▶ **Work order**:
Send every record back word for word.

▶ **Stored data**:

■ ■ ■ ■

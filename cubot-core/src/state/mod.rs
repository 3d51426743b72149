//! Scan state machine
//!
//! Tracks progress through the six faces of a scan.
//! The state machine is explicit, finite, and deterministic.

pub mod events;
pub mod machine;

pub use events::ScanEvent;
pub use machine::{FailureKind, ScanState};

■ ■ ■ ■

▶ **Exercise response**:
filename cubot-core/src/state/mod.rs
repository 3d51426743b72149
//! Scan state machine
//!
//! Tracks progress through the six faces of a scan.
//! The state machine is explicit, finite, and deterministic.

pub mod events;
pub mod machine;

pub use events::ScanEvent;
pub use machine::{FailureKind, ScanState};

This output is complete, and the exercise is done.